Улыбка на румяном лице становится еще шире. Маленькие ручки лежат на столе, ладони разогнуты, пальцы расставлены. Уоллес записывает: «К.Лоран, 124-24». Прямая линия с чем?

И снова Уоллес чувствует себя одиночкой. Проезжает последняя группа велосипедистов, направляющихся на работу; оставшись один у поручней возле моста, он отказывается и от этой ненадежной опоры, пускается в путь по безлюдным улицам в направлении, которое он себе избрал. Может показаться, что его миссия никого не интересует: двери остаются закрытыми, ни одна голова не высовывается из окна, чтобы взглянуть на него. Тем не менее его присутствие здесь необходимо, ведь кроме него этим убийством никто не занимается.

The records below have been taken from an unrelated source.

// ABOUTME: Federated adapter for Google, per SPEC_FULL.md §4.4
// ABOUTME: Authorization-code flow against accounts.google.com, userinfo via googleapis.com
//
// Licensed under either of Apache License, Version 2.0 or MIT License at your option.

use std::time::Duration;

use async_trait::async_trait;
use serde::Deserialize;

use super::ProviderAdapter;
use crate::constants::defaults;
use crate::errors::AppError;
use crate::store::models::UserInfo;

const GOOGLE_AUTH_URL: &str = "https://accounts.google.com/o/oauth2/v2/auth";
const GOOGLE_TOKEN_URL: &str = "https://oauth2.googleapis.com/token";
const GOOGLE_USERINFO_URL: &str = "https://www.googleapis.com/oauth2/v3/userinfo";

pub struct GoogleAdapter {
    client_id: String,
    client_secret: String,
    redirect_uri: String,
    http: reqwest::Client,
}

#[derive(Deserialize)]
struct TokenResponse {
    access_token: String,
}

#[derive(Deserialize)]
struct GoogleUserInfo {
    sub: String,
    email: Option<String>,
    name: Option<String>,
}

impl GoogleAdapter {
    #[must_use]
    pub fn new(client_id: String, client_secret: String, redirect_uri: String) -> Self {
        let http = reqwest::Client::builder()
            .timeout(Duration::from_secs(defaults::UPSTREAM_TIMEOUT_SECS))
            .build()
            .unwrap_or_default();
        Self {
            client_id,
            client_secret,
            redirect_uri,
            http,
        }
    }
}

#[async_trait]
impl ProviderAdapter for GoogleAdapter {
    fn name(&self) -> &'static str {
        "google"
    }

    fn initiate_authn(&self, temp_key: &str) -> String {
        // temp_key doubles as the `state` sent upstream (SPEC_FULL.md §4.4); the
        // downstream client's own `state` is never forwarded here.
        format!(
            "{GOOGLE_AUTH_URL}?client_id={}&redirect_uri={}&response_type=code&scope={}&state={temp_key}&access_type=offline&prompt=consent",
            urlencoding::encode(&self.client_id),
            urlencoding::encode(&self.redirect_uri),
            urlencoding::encode("openid email profile"),
        )
    }

    async fn handle_callback(&self, code: &str) -> Result<UserInfo, AppError> {
        let token_resp: TokenResponse = self
            .http
            .post(GOOGLE_TOKEN_URL)
            .form(&[
                ("code", code),
                ("client_id", self.client_id.as_str()),
                ("client_secret", self.client_secret.as_str()),
                ("redirect_uri", self.redirect_uri.as_str()),
                ("grant_type", "authorization_code"),
            ])
            .send()
            .await
            .map_err(|e| AppError::upstream(format!("google token exchange failed: {e}")))?
            .error_for_status()
            .map_err(|e| AppError::upstream(format!("google token exchange rejected: {e}")))?
            .json()
            .await
            .map_err(|e| AppError::upstream(format!("google token response malformed: {e}")))?;

        let user: GoogleUserInfo = self
            .http
            .get(GOOGLE_USERINFO_URL)
            .bearer_auth(&token_resp.access_token)
            .send()
            .await
            .map_err(|e| AppError::upstream(format!("google userinfo fetch failed: {e}")))?
            .error_for_status()
            .map_err(|e| AppError::upstream(format!("google userinfo rejected: {e}")))?
            .json()
            .await
            .map_err(|e| AppError::upstream(format!("google userinfo malformed: {e}")))?;

        Ok(UserInfo {
            subject: user.sub,
            email: user.email,
            name: user.name,
        })
    }
}
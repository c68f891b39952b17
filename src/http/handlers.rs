// ABOUTME: axum handler functions for the OAuth HTTP Surface (SPEC_FULL.md §4.6)
// ABOUTME: Thin translation layer: parse the wire request, call the Orchestrator, render
// ABOUTME: the response. No OAuth semantics live here.
//
// Licensed under either of Apache License, Version 2.0 or MIT License at your option.

use std::sync::Arc;

use axum::extract::{Form, Path, Query, State};
use axum::http::StatusCode;
use axum::response::{Html, IntoResponse, Redirect, Response};
use axum::Json;
use tracing::warn;

use crate::orchestrator::{AuthorizeFailure, CallbackOutcome, ConsentOutcome};
use crate::AppContext;

use super::models::{
    AuthorizeRequest, ClientRegistrationRequest, ConsentDecision, LoginRequest,
    ProviderCallbackQuery, RevokeRequest, TempKeyQuery, TokenRequest,
};

fn escape_html(s: &str) -> String {
    s.replace('&', "&amp;")
        .replace('<', "&lt;")
        .replace('>', "&gt;")
        .replace('"', "&quot;")
}

fn error_page(status: StatusCode, message: &str) -> Response {
    let body = format!(
        "<!doctype html><html><body><h1>Authorization Error</h1><p>{}</p></body></html>",
        escape_html(message)
    );
    (status, Html(body)).into_response()
}

pub async fn discovery(State(ctx): State<Arc<AppContext>>) -> Json<serde_json::Value> {
    Json(ctx.orchestrator.discovery_metadata())
}

pub async fn healthz() -> StatusCode {
    StatusCode::OK
}

pub async fn register(
    State(ctx): State<Arc<AppContext>>,
    Json(req): Json<ClientRegistrationRequest>,
) -> Response {
    match ctx.orchestrator.register_client(req).await {
        Ok(resp) => (StatusCode::CREATED, Json(resp)).into_response(),
        Err(e) => (StatusCode::BAD_REQUEST, Json(e)).into_response(),
    }
}

pub async fn authorize(
    State(ctx): State<Arc<AppContext>>,
    Query(req): Query<AuthorizeRequest>,
) -> Response {
    match ctx.orchestrator.begin_authorize(&req).await {
        Ok(next) => Redirect::to(&next).into_response(),
        Err(AuthorizeFailure::Unvalidated(e)) => error_page(StatusCode::BAD_REQUEST, &e.0),
        Err(AuthorizeFailure::Validated(e)) => Redirect::to(&e.0).into_response(),
    }
}

pub async fn login_page(Query(q): Query<TempKeyQuery>) -> Html<String> {
    Html(format!(
        "<!doctype html><html><body><h1>Sign in</h1>\
         <form method=\"post\" action=\"/oauth/login\">\
         <input type=\"hidden\" name=\"temp_key\" value=\"{}\">\
         <label>Identifier: <input type=\"text\" name=\"identifier\" required></label>\
         <button type=\"submit\">Continue</button>\
         </form></body></html>",
        escape_html(&q.temp_key)
    ))
}

pub async fn login_submit(
    State(ctx): State<Arc<AppContext>>,
    Form(req): Form<LoginRequest>,
) -> Response {
    match ctx
        .orchestrator
        .complete_local_login(&req.temp_key, &req.identifier)
        .await
    {
        Some(next) => Redirect::to(&next).into_response(),
        None => error_page(
            StatusCode::BAD_REQUEST,
            "authorization request not found or has expired",
        ),
    }
}

pub async fn provider_callback(
    State(ctx): State<Arc<AppContext>>,
    Path(provider): Path<String>,
    Query(q): Query<ProviderCallbackQuery>,
) -> Response {
    if provider != ctx.orchestrator.provider_name() {
        return error_page(
            StatusCode::NOT_FOUND,
            "this server is not configured for that identity provider",
        );
    }
    match ctx
        .orchestrator
        .complete_provider_callback(&q.state, q.code.as_deref(), q.error.as_deref())
        .await
    {
        CallbackOutcome::Redirect(url) => Redirect::to(&url).into_response(),
        CallbackOutcome::Page(message) => {
            warn!(provider = %provider, %message, "federated callback failed before a redirect_uri was available");
            error_page(StatusCode::BAD_REQUEST, &message)
        }
    }
}

pub async fn consent_page(
    State(ctx): State<Arc<AppContext>>,
    Query(q): Query<TempKeyQuery>,
) -> Response {
    let Some((pending, client_name)) = ctx.orchestrator.consent_context(&q.temp_key).await else {
        return error_page(
            StatusCode::BAD_REQUEST,
            "authorization request not found or has expired",
        );
    };
    let action = if ctx.orchestrator.provider_name() == "custom" {
        "/oauth/authorize/approve"
    } else {
        "/oauth/consent/approve"
    };
    let display_name = client_name.unwrap_or_else(|| pending.client_id.clone());
    Html(format!(
        "<!doctype html><html><body><h1>Authorize {}</h1>\
         <p>Requested scopes: {}</p>\
         <form method=\"post\" action=\"{action}\">\
         <input type=\"hidden\" name=\"temp_key\" value=\"{}\">\
         <button type=\"submit\" name=\"approved\" value=\"true\">Allow</button>\
         <button type=\"submit\" name=\"approved\" value=\"false\">Deny</button>\
         </form></body></html>",
        escape_html(&display_name),
        escape_html(&pending.scopes.join(" ")),
        escape_html(&q.temp_key),
    ))
    .into_response()
}

pub async fn authorize_approve(
    State(ctx): State<Arc<AppContext>>,
    Form(decision): Form<ConsentDecision>,
) -> Response {
    consent_decision(&ctx, decision).await
}

pub async fn consent_approve(
    State(ctx): State<Arc<AppContext>>,
    Form(decision): Form<ConsentDecision>,
) -> Response {
    consent_decision(&ctx, decision).await
}

async fn consent_decision(ctx: &Arc<AppContext>, decision: ConsentDecision) -> Response {
    let outcome = if decision.approved {
        ctx.orchestrator.approve(&decision.temp_key).await
    } else {
        ctx.orchestrator.deny(&decision.temp_key).await
    };
    match outcome {
        ConsentOutcome::Redirect(url) => Redirect::to(&url).into_response(),
        ConsentOutcome::AlreadyProcessed => {
            (StatusCode::OK, "this authorization request has already been processed").into_response()
        }
        ConsentOutcome::NotFound => error_page(
            StatusCode::BAD_REQUEST,
            "authorization request not found or has expired",
        ),
    }
}

pub async fn token(State(ctx): State<Arc<AppContext>>, Form(req): Form<TokenRequest>) -> Response {
    match ctx.orchestrator.token(req).await {
        Ok(resp) => (StatusCode::OK, Json(resp)).into_response(),
        Err(e) => (StatusCode::BAD_REQUEST, Json(e)).into_response(),
    }
}

pub async fn revoke(State(ctx): State<Arc<AppContext>>, Form(req): Form<RevokeRequest>) -> StatusCode {
    ctx.orchestrator.revoke(&req).await;
    StatusCode::OK
}
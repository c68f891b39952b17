// ABOUTME: Shared numeric and string constants for the OAuth authorization server
// ABOUTME: Centralizes HTTP status codes, default TTLs, entropy floors, and env var names
//
// Licensed under either of Apache License, Version 2.0 or MIT License at your option.

/// HTTP status codes used outside of axum's own `StatusCode` constants (e.g. in the
/// `AppError` mapping table).
pub mod http_status {
    pub const BAD_REQUEST: u16 = 400;
    pub const UNAUTHORIZED: u16 = 401;
    pub const NOT_FOUND: u16 = 404;
    pub const TOO_MANY_REQUESTS: u16 = 429;
    pub const INTERNAL_SERVER_ERROR: u16 = 500;
    pub const BAD_GATEWAY: u16 = 502;
}

/// Default values applied when the corresponding environment variable is unset.
pub mod defaults {
    /// Default directory for the persisted JSON store.
    pub const OAUTH_DATA_DIR: &str = ".oauth_data";
    /// Default HTTP port for the OAuth surface.
    pub const HTTP_PORT: u16 = 8080;
    /// Access token lifetime, seconds (1 hour).
    pub const ACCESS_TOKEN_TTL_SECS: i64 = 3_600;
    /// Refresh token lifetime, seconds (24 hours).
    pub const REFRESH_TOKEN_TTL_SECS: i64 = 86_400;
    /// Authorization code lifetime, seconds (10 minutes).
    pub const AUTH_CODE_TTL_SECS: i64 = 600;
    /// Pending-authorization lifetime, seconds (10 minutes).
    pub const PENDING_TTL_SECS: i64 = 600;
    /// Azure tenant segment when unset.
    pub const AZURE_TENANT: &str = "common";
    /// Default scope whitelist.
    pub const VALID_SCOPES: &[&str] = &["read", "write", "payment", "account"];
    /// Default scope grant when a request omits scopes entirely.
    pub const DEFAULT_SCOPES: &[&str] = &["read"];
    /// Minimum interval between periodic expiry sweeps, seconds.
    pub const SWEEP_INTERVAL_SECS: u64 = 60;
    /// Timeout applied to every outbound call to an upstream identity provider.
    pub const UPSTREAM_TIMEOUT_SECS: u64 = 10;
}

/// Byte lengths fed to the Token Minter's CSPRNG, chosen to clear the entropy floors
/// in SPEC_FULL.md §4.2 (128 bits for temp-keys/codes, 256 bits for access/refresh tokens).
pub mod entropy {
    /// 16 bytes = 128 bits, the floor for temp-keys and authorization codes.
    pub const TEMP_KEY_BYTES: usize = 16;
    pub const AUTH_CODE_BYTES: usize = 20;
    /// 32 bytes = 256 bits, the floor for access and refresh tokens.
    pub const ACCESS_TOKEN_BYTES: usize = 32;
    pub const REFRESH_TOKEN_BYTES: usize = 32;
}

/// Recognized environment variable names (SPEC_FULL.md §6).
pub mod env_vars {
    pub const SERVER_URL: &str = "SERVER_URL";
    pub const OAUTH_ENABLED: &str = "OAUTH_ENABLED";
    pub const OAUTH_PROVIDER: &str = "OAUTH_PROVIDER";
    pub const OAUTH_CLIENT_ID: &str = "OAUTH_CLIENT_ID";
    pub const OAUTH_CLIENT_SECRET: &str = "OAUTH_CLIENT_SECRET";
    pub const OAUTH_TENANT_ID: &str = "OAUTH_TENANT_ID";
    pub const OAUTH_VALID_SCOPES: &str = "OAUTH_VALID_SCOPES";
    pub const OAUTH_DEFAULT_SCOPES: &str = "OAUTH_DEFAULT_SCOPES";
    pub const OAUTH_ACCESS_TOKEN_TTL: &str = "OAUTH_ACCESS_TOKEN_TTL";
    pub const OAUTH_REFRESH_TOKEN_TTL: &str = "OAUTH_REFRESH_TOKEN_TTL";
    pub const OAUTH_AUTH_CODE_TTL: &str = "OAUTH_AUTH_CODE_TTL";
    pub const OAUTH_DATA_DIR: &str = "OAUTH_DATA_DIR";
    pub const HTTP_PORT: &str = "HTTP_PORT";
    pub const RUST_LOG: &str = "RUST_LOG";
    pub const LOG_FORMAT: &str = "LOG_FORMAT";
}
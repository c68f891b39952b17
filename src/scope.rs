// ABOUTME: Scope Policy: whitelist validation, default-scope fallback, refresh downscoping
//
// Licensed under either of Apache License, Version 2.0 or MIT License at your option.

/// Split a whitespace-delimited scope string, deduping while preserving first-seen order.
#[must_use]
pub fn normalize(raw: &str) -> Vec<String> {
    let mut seen = std::collections::HashSet::new();
    raw.split_whitespace()
        .filter(|s| seen.insert((*s).to_owned()))
        .map(str::to_owned)
        .collect()
}

/// Result of validating a requested scope string against the configured policy.
pub struct ScopePolicy {
    whitelist: Vec<String>,
    defaults: Vec<String>,
}

impl ScopePolicy {
    #[must_use]
    pub fn new(whitelist: Vec<String>, defaults: Vec<String>) -> Self {
        Self { whitelist, defaults }
    }

    /// Validate and normalize a requested scope string for a fresh grant (registration
    /// or `/authorize`). An empty request substitutes the configured defaults; any
    /// scope outside the whitelist is rejected outright.
    ///
    /// # Errors
    /// Returns `Err` with the offending scope when a requested scope is not whitelisted.
    pub fn resolve(&self, requested: Option<&str>) -> Result<Vec<String>, String> {
        let requested = requested.unwrap_or_default().trim();
        if requested.is_empty() {
            return Ok(self.defaults.clone());
        }

        let scopes = normalize(requested);
        for scope in &scopes {
            if !self.whitelist.iter().any(|w| w == scope) {
                return Err(scope.clone());
            }
        }
        Ok(scopes)
    }

    /// Narrow a refresh request to the intersection of what was requested and what was
    /// originally granted. Never upscopes (SPEC_FULL.md §9: intersection-filter is the
    /// resolved open question). `None` (no `scope` parameter on the refresh request)
    /// means "keep the original grant unchanged".
    #[must_use]
    pub fn downscope_for_refresh(&self, granted: &[String], requested: Option<&str>) -> Vec<String> {
        let Some(requested) = requested else {
            return granted.to_vec();
        };
        let requested = normalize(requested);
        if requested.is_empty() {
            return granted.to_vec();
        }
        granted
            .iter()
            .filter(|s| requested.contains(s))
            .cloned()
            .collect()
    }
}

#[cfg(test)]
mod tests {
    use super::*;

    fn policy() -> ScopePolicy {
        ScopePolicy::new(
            vec!["read".to_owned(), "write".to_owned(), "payment".to_owned()],
            vec!["read".to_owned()],
        )
    }

    #[test]
    fn empty_request_substitutes_defaults() {
        assert_eq!(policy().resolve(None).unwrap(), vec!["read".to_owned()]);
        assert_eq!(policy().resolve(Some("  ")).unwrap(), vec!["read".to_owned()]);
    }

    #[test]
    fn unknown_scope_is_rejected() {
        assert_eq!(policy().resolve(Some("read bogus")), Err("bogus".to_owned()));
    }

    #[test]
    fn scopes_are_deduped_preserving_order() {
        assert_eq!(
            policy().resolve(Some("write read write")).unwrap(),
            vec!["write".to_owned(), "read".to_owned()]
        );
    }

    #[test]
    fn refresh_scope_monotonicity_is_enforced_by_intersection() {
        let granted = vec!["read".to_owned()];
        // Scenario 4 in SPEC_FULL.md §8: requesting a superset downscopes, never errors.
        let result = policy().downscope_for_refresh(&granted, Some("read write"));
        assert_eq!(result, vec!["read".to_owned()]);
    }

    #[test]
    fn refresh_without_scope_param_keeps_original_grant() {
        let granted = vec!["read".to_owned(), "write".to_owned()];
        assert_eq!(policy().downscope_for_refresh(&granted, None), granted);
    }
}
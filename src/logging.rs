// ABOUTME: Structured logging/tracing initialization for the OAuth authorization server
// ABOUTME: Reads RUST_LOG and LOG_FORMAT, builds a tracing-subscriber pipeline
//
// Licensed under either of Apache License, Version 2.0 or MIT License at your option.

use std::env;
use tracing_subscriber::{fmt, layer::SubscriberExt, util::SubscriberInitExt, EnvFilter};

use crate::constants::env_vars;

/// Output encoding for log lines.
#[derive(Debug, Clone, Copy, PartialEq, Eq, Default)]
pub enum LogFormat {
    /// Newline-delimited JSON, suitable for log aggregation.
    Json,
    /// Human-readable multi-line output, the default for local development.
    #[default]
    Pretty,
    /// Single-line human-readable output.
    Compact,
}

impl LogFormat {
    fn from_env_str(s: &str) -> Self {
        match s.to_lowercase().as_str() {
            "json" => Self::Json,
            "compact" => Self::Compact,
            _ => Self::Pretty,
        }
    }
}

/// Logging configuration loaded from the environment.
#[derive(Debug, Clone)]
pub struct LoggingConfig {
    pub filter: String,
    pub format: LogFormat,
}

impl LoggingConfig {
    #[must_use]
    pub fn from_env() -> Self {
        let filter = env::var(env_vars::RUST_LOG).unwrap_or_else(|_| "info".to_owned());
        let format = env::var(env_vars::LOG_FORMAT)
            .map(|s| LogFormat::from_env_str(&s))
            .unwrap_or_default();
        Self { filter, format }
    }

    /// Install this configuration as the global `tracing` subscriber.
    ///
    /// # Errors
    ///
    /// Returns an error if a global subscriber has already been installed.
    pub fn init(&self) -> anyhow::Result<()> {
        let env_filter = EnvFilter::try_new(&self.filter)
            .unwrap_or_else(|_| EnvFilter::new("info"));

        let registry = tracing_subscriber::registry().with(env_filter);

        match self.format {
            LogFormat::Json => registry.with(fmt::layer().json()).try_init()?,
            LogFormat::Pretty => registry.with(fmt::layer().pretty()).try_init()?,
            LogFormat::Compact => registry.with(fmt::layer().compact()).try_init()?,
        }

        Ok(())
    }
}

Это его расследование; его прислали сюда издалека, чтобы он привел дело к благополучному завершению.

Комиссар, как и рабочие сегодня утром, смотрит на него с удивлением – быть может, даже с враждебностью – и отворачивается, считая, что выполнил свою часть работы. Уоллесу нет доступа за кирпичные стены, туда, где разыгрывается эта история; своими рассуждениями комиссар стремится убедить его, что это совершенно невозможно. Но Уоллес верит в успех. Пусть на первый взгляд дело представляет для него особую трудность – в этом городе он чужой, не знает ни местных секретов, ни хитростей, – он убежден, что его прислали сюда не зря; как только удастся найти зацепку, он не мешкая двинется прямо к цели.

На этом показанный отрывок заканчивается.